I remember as a teenager hearing basketball Hall of Famer Isiah Thomas get into trouble because he was angry a reporter praised Larry Bird for being so great at basketball. This reporter talked about how Bird stayed after practice for hours shooting to improve his game. Thomas said something along the lines of: Does this reporter think black people are just naturally good at the sport? We practice, too!
And when these magicians handle cards in the dark, shuffle a specific way 12,000 times to get something down – and the joy they derive from a karate teacher trapping you in the shower and handing you a dollar bill so you can perform a trick you did previously in a restaurant (and you still pull it off)…how can you not have tears of joy?

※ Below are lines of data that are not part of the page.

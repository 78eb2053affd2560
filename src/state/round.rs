use super::AppState;
use crate::error::{GameError, GameResult};
use crate::llm::{self, LlmProvider};
use crate::types::*;

impl AppState {
    fn provider(&self) -> GameResult<&dyn LlmProvider> {
        self.llm.as_deref().ok_or(GameError::LlmUnavailable)
    }

    /// Draw a new challenge from the session's selected pack
    pub fn generate_prompt(&self, session: &mut Session) -> GameResult<()> {
        let pack = self.packs.load_pack(&session.theme);
        session.generate(&pack, &mut rand::rng(), chrono::Utc::now())?;
        tracing::info!(
            "Session {} round {} ({}): {}",
            session.id,
            session.round,
            session.mode.label(),
            session.prompt.as_deref().unwrap_or_default()
        );
        Ok(())
    }

    /// Ask the model for its competing answer.
    ///
    /// Calling again replaces the previous answer. On failure the session is
    /// left as it was.
    pub async fn reveal_ai_answer(&self, session: &mut Session) -> GameResult<()> {
        let challenge = session.challenge_for_ai()?;
        let provider = self.provider()?;

        let text = llm::generate_answer(
            provider,
            &challenge,
            session.difficulty,
            session.mode,
            self.llm_timeout,
        )
        .await
        .map_err(|e| {
            tracing::error!("AI answer failed for session {}: {}", session.id, e);
            GameError::from(e)
        })?;

        session.set_ai_response(text)
    }

    /// Yes-And turn: the human line plus the model's continuation.
    ///
    /// Returns `Ok(false)` without touching anything when the line is blank.
    /// Neither line is appended unless the model answers.
    pub async fn add_story_line(&self, session: &mut Session, line: &str) -> GameResult<bool> {
        session.require_story_mode()?;
        if line.trim().is_empty() {
            tracing::debug!("Ignoring blank story line for session {}", session.id);
            return Ok(false);
        }
        let provider = self.provider()?;

        let story = session.story_with(line);
        let continuation =
            llm::continue_story(provider, &story, session.difficulty, self.llm_timeout)
                .await
                .map_err(|e| {
                    tracing::error!("Story continuation failed for session {}: {}", session.id, e);
                    GameError::from(e)
                })?;

        session.append_story_turn(line, &continuation);
        Ok(true)
    }

    /// Advisory verdict. Never changes the score.
    pub async fn request_verdict(&self, session: &mut Session) -> GameResult<()> {
        let (prompt, human, ai) = session.verdict_inputs()?;
        let provider = self.provider()?;

        let verdict = llm::judge_verdict(
            provider,
            &prompt,
            &human,
            &ai,
            self.verdict_model.as_deref(),
            self.llm_timeout,
        )
        .await
        .map_err(|e| {
            tracing::error!("Verdict failed for session {}: {}", session.id, e);
            GameError::from(e)
        })?;

        tracing::info!(
            "Session {} verdict: {:?} ({})",
            session.id,
            verdict.winner,
            verdict.reason
        );
        session.set_verdict(verdict);
        Ok(())
    }
}
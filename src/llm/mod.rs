mod judge;
mod ollama;
mod openai;

use async_trait::async_trait;
use std::sync::Arc;
use std::time::Duration;

pub use judge::{continue_story, generate_answer, judge_verdict, parse_verdict, AnswerBudget};
pub use ollama::OllamaProvider;
pub use openai::OpenAiProvider;

/// Result type for LLM operations
pub type LlmResult<T> = Result<T, LlmError>;

/// Errors that can occur during LLM operations
#[derive(Debug, thiserror::Error)]
pub enum LlmError {
    #[error("API request failed: {0}")]
    ApiError(String),

    #[error("Request timed out after {0:?}")]
    Timeout(Duration),

    #[error("Invalid configuration: {0}")]
    ConfigError(String),

    #[error("Response parsing failed: {0}")]
    ParseError(String),
}

/// A single chat-style request: one system instruction plus one user message
#[derive(Debug, Clone)]
pub struct GenerateRequest {
    /// Instruction describing how to answer
    pub system: String,
    /// The user message
    pub prompt: String,
    /// Maximum response length in tokens
    pub max_tokens: Option<u32>,
    /// Sampling temperature
    pub temperature: f32,
    /// Timeout for the request
    pub timeout: Duration,
    /// Optional model override (e.g., "gpt-4o" instead of configured model)
    pub model_override: Option<String>,
}

/// Response from an LLM provider
#[derive(Debug, Clone)]
pub struct GenerateResponse {
    /// The generated text
    pub text: String,
    /// Provider-specific metadata (model used, tokens consumed, etc.)
    pub metadata: ResponseMetadata,
}

/// Metadata about the LLM response
#[derive(Debug, Clone)]
pub struct ResponseMetadata {
    /// Name of the provider (e.g., "openai", "ollama")
    pub provider: String,
    /// Model name used
    pub model: String,
    /// Tokens consumed (if available)
    pub tokens_used: Option<u32>,
    /// Latency in milliseconds
    pub latency_ms: u64,
}

/// Trait that all LLM providers must implement
#[async_trait]
pub trait LlmProvider: Send + Sync {
    /// Run one request. No retries happen at this layer.
    async fn generate(&self, request: GenerateRequest) -> LlmResult<GenerateResponse>;

    /// Get the name of this provider
    fn name(&self) -> &str;
}

/// Configuration for LLM providers
#[derive(Debug, Clone)]
pub struct LlmConfig {
    /// OpenAI API key
    pub openai_api_key: Option<String>,
    /// OpenAI model to use
    pub openai_model: String,
    /// Ollama base URL
    pub ollama_base_url: Option<String>,
    /// Ollama model to use
    pub ollama_model: String,
    /// Model used for verdicts instead of the provider's default
    pub verdict_model: Option<String>,
    /// Timeout for each LLM request
    pub timeout: Duration,
}

impl Default for LlmConfig {
    fn default() -> Self {
        Self {
            openai_api_key: None,
            openai_model: "gpt-4o-mini".to_string(),
            ollama_base_url: None,
            ollama_model: "llama3.2".to_string(),
            verdict_model: None,
            timeout: Duration::from_secs(30),
        }
    }
}

fn env_non_empty(key: &str) -> Option<String> {
    std::env::var(key).ok().and_then(|value| {
        let trimmed = value.trim();
        (!trimmed.is_empty()).then(|| trimmed.to_string())
    })
}

impl LlmConfig {
    /// Load configuration from environment variables
    pub fn from_env() -> Self {
        let defaults = Self::default();
        Self {
            openai_api_key: env_non_empty("OPENAI_API_KEY"),
            openai_model: env_non_empty("OPENAI_MODEL").unwrap_or(defaults.openai_model),
            ollama_base_url: env_non_empty("OLLAMA_BASE_URL"),
            ollama_model: env_non_empty("OLLAMA_MODEL").unwrap_or(defaults.ollama_model),
            verdict_model: env_non_empty("LLM_VERDICT_MODEL"),
            timeout: env_non_empty("LLM_TIMEOUT")
                .and_then(|s| s.parse().ok())
                .map(Duration::from_secs)
                .unwrap_or(defaults.timeout),
        }
    }

    /// Build the provider used for answers and verdicts.
    /// OpenAI wins when both are configured.
    pub fn build_provider(&self) -> LlmResult<Arc<dyn LlmProvider>> {
        if let Some(api_key) = &self.openai_api_key {
            return Ok(Arc::new(OpenAiProvider::new(
                api_key.clone(),
                self.openai_model.clone(),
            )));
        }

        if let Some(base_url) = &self.ollama_base_url {
            return Ok(Arc::new(OllamaProvider::new(
                base_url.clone(),
                self.ollama_model.clone(),
            )?));
        }

        Err(LlmError::ConfigError(
            "No LLM provider configured. Set OPENAI_API_KEY or OLLAMA_BASE_URL".to_string(),
        ))
    }
}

There’s another moment where Jay tells a chicken story that’s hysterical.
Then a second later you feel sad that these people that amazing tricks often make very little money.
Jay has a shyness and gruffness, and when he says things like “Cards are like living, breathing human beings because they give you real pleasure. You sit in a room with them for 10 hours per day, and they become your friends.”
It makes me sad for him, because something about his persona makes me think at his core he’s not truly happy.
That’s part of the reason it makes me so happy to watch him talk about all these magicians he loves so much, and the joy he gets hanging out with them. Even if that means they’re just sitting on a bench analyzing how people put on their jackets.
As he says in the documentary, the magicians he hangs out with are his family. And although I find the sardonic storytelling to be interesting, I don’t think this is the type of movie I can recommend to everyone. You have to be a fan of magic. It never really lets you peek behind the curtain. You merely get to see the curtain, and the wonderful magic performed in front of it.
I’m giving this 3 ½ out of 5, since I’m a Ricky Jay fan. If I wasn’t, it would get 2 ½ stars.